* GIVEN RECORDS *
=== Begin Enclosure ===
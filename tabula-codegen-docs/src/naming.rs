//! Documentation naming conventions.

use tabula_codegen::NamingConvention;
use tabula_core::{to_lower_camel, to_upper_camel, to_upper_snake};

fn verbatim(name: &str) -> String {
    name.to_string()
}

/// Page and anchor names. Field names are the lowerCamel form the code
/// targets use, shown next to the database column name.
pub const DOCS_NAMING: NamingConvention = NamingConvention {
    to_type: to_upper_camel,
    to_field: to_lower_camel,
    to_constant: to_upper_snake,
    reserved_words: &[],
    escape_reserved: verbatim,
};

/// The GitHub-style anchor of a heading that is a single UpperCamel word.
pub(crate) fn anchor(heading: &str) -> String {
    heading.to_lowercase()
}

#[cfg(test)]
mod tests {
    use super::*;

    #[test]
    fn test_docs_naming() {
        assert_eq!(DOCS_NAMING.file_name("audit_log", ".md"), "AuditLog.md");
        assert_eq!(DOCS_NAMING.field_name("created_at"), "createdAt");
        assert_eq!(DOCS_NAMING.field_name("class"), "class");
        assert_eq!(anchor("UserStatus"), "userstatus");
    }
}
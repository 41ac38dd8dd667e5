//! Test utilities for generators.
//!
//! This module is only available when the `testing` feature is enabled
//! or during tests.

use std::{
    fs,
    path::{Path, PathBuf},
};

use tabula_core::{Error, Result};
use tabula_schema::{Column, EnumType, InspectResult, Table};
use tempfile::TempDir;

use crate::{Renderer, View};

/// A schema exercising every decoration the targets know about.
///
/// - `user`: serial key, parameterized text, timestamptz, enum and enum array
/// - `account`: foreign key, decimal, text array, jsonb, check constraint
/// - `audit_log`: no primary key
/// - `flyway_schema_history`: the table usually ignored
/// - types `status` (mixed integer and text literals) and `role`
pub fn fixture_schema() -> InspectResult {
    let user = Table::new("user")
        .comment("Application users")
        .column(Column::new("id", "serial").primary_key().serial())
        .column(
            Column::new("email", "character varying(255)")
                .not_null()
                .unique()
                .comment("Login name"),
        )
        .column(Column::new("created_at", "timestamptz").not_null())
        .column(Column::new("status", "status"))
        .column(Column::new("roles", "role[]").array());

    let account = Table::new("account")
        .comment("Billing account\nOne per user")
        .column(Column::new("id", "bigserial").primary_key().serial())
        .column(Column::new("user_id", "bigint").not_null().references("user", "id"))
        .column(Column::new("balance", "numeric(12,2)").not_null())
        .column(Column::new("tags", "text[]").array())
        .column(Column::new("settings", "jsonb"))
        .column(Column::new("age", "integer").check("CHECK ((age >= 0))"));

    let audit_log = Table::new("audit_log")
        .column(Column::new("message", "text"))
        .column(Column::new("location", "geometry(Point,4326)"));

    let flyway = Table::new("flyway_schema_history")
        .column(Column::new("version", "character varying(50)").primary_key())
        .column(Column::new("description", "text"));

    let types = [
        EnumType::new("status", ["1", "2", "active"]),
        EnumType::new("role", ["admin", "member"]).comment("Access role"),
    ];

    // Fixture names are unique by construction.
    InspectResult::new([user, account, audit_log, flyway], types).expect("valid fixture")
}

/// The minimal `user(id serial pk, created_at timestamptz)` schema.
pub fn user_schema() -> InspectResult {
    let user = Table::new("user")
        .column(Column::new("id", "serial").primary_key().serial())
        .column(Column::new("created_at", "timestamptz").not_null());
    InspectResult::new([user], []).expect("valid fixture")
}

/// A `reading` table whose check constraint spans several lines, as
/// `pg_get_constraintdef` prints long expressions.
pub fn multiline_check_schema() -> InspectResult {
    let reading = Table::new("reading")
        .column(Column::new("id", "bigserial").primary_key().serial())
        .column(
            Column::new("value", "integer")
                .not_null()
                .check("CHECK (\n  (value >= 0)\n  AND (value < 100)\n)"),
        );
    InspectResult::new([reading], []).expect("valid fixture")
}

/// Renders with the built-in layouts except for one template, which fails.
#[derive(Debug, Clone, Copy)]
pub struct FailingRenderer {
    pub fail_on: &'static str,
}

impl Renderer for FailingRenderer {
    fn render<V: View>(&self, view: &V) -> Result<String> {
        if V::TEMPLATE == self.fail_on {
            Err(Error::render(V::TEMPLATE, "forced failure"))
        } else {
            Ok(view.render_builtin())
        }
    }
}

/// A temporary configuration root with an empty `out` directory.
#[derive(Debug)]
pub struct TestOutput {
    root: TempDir,
}

impl TestOutput {
    pub fn new() -> Self {
        let root = TempDir::new().expect("create temp dir");
        fs::create_dir(root.path().join("out")).expect("create output dir");
        Self { root }
    }

    /// The directory relative paths are resolved against.
    pub fn root(&self) -> &Path {
        self.root.path()
    }

    pub fn out(&self) -> PathBuf {
        self.root.path().join("out")
    }

    /// Write a template file under `<root>/templates`.
    pub fn template(&self, name: &str, source: &str) {
        let dir = self.root.path().join("templates");
        fs::create_dir_all(&dir).expect("create template dir");
        fs::write(dir.join(format!("{}.tmpl", name)), source).expect("write template");
    }

    /// Read a generated file.
    pub fn read(&self, name: &str) -> String {
        fs::read_to_string(self.out().join(name))
            .unwrap_or_else(|e| panic!("read {}: {}", name, e))
    }

    /// Names of the generated files, sorted.
    pub fn files(&self) -> Vec<String> {
        let mut names: Vec<String> = fs::read_dir(self.out())
            .expect("read output dir")
            .map(|entry| {
                entry
                    .expect("dir entry")
                    .file_name()
                    .to_string_lossy()
                    .into_owned()
            })
            .collect();
        names.sort();
        names
    }
}

impl Default for TestOutput {
    fn default() -> Self {
        Self::new()
    }
}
=== End Enclosure ===
* REQUIRED ACTION *
State how many lines of the listing above hold the word "comment", with nothing but the number.

* RESULT OF THE TASK *
4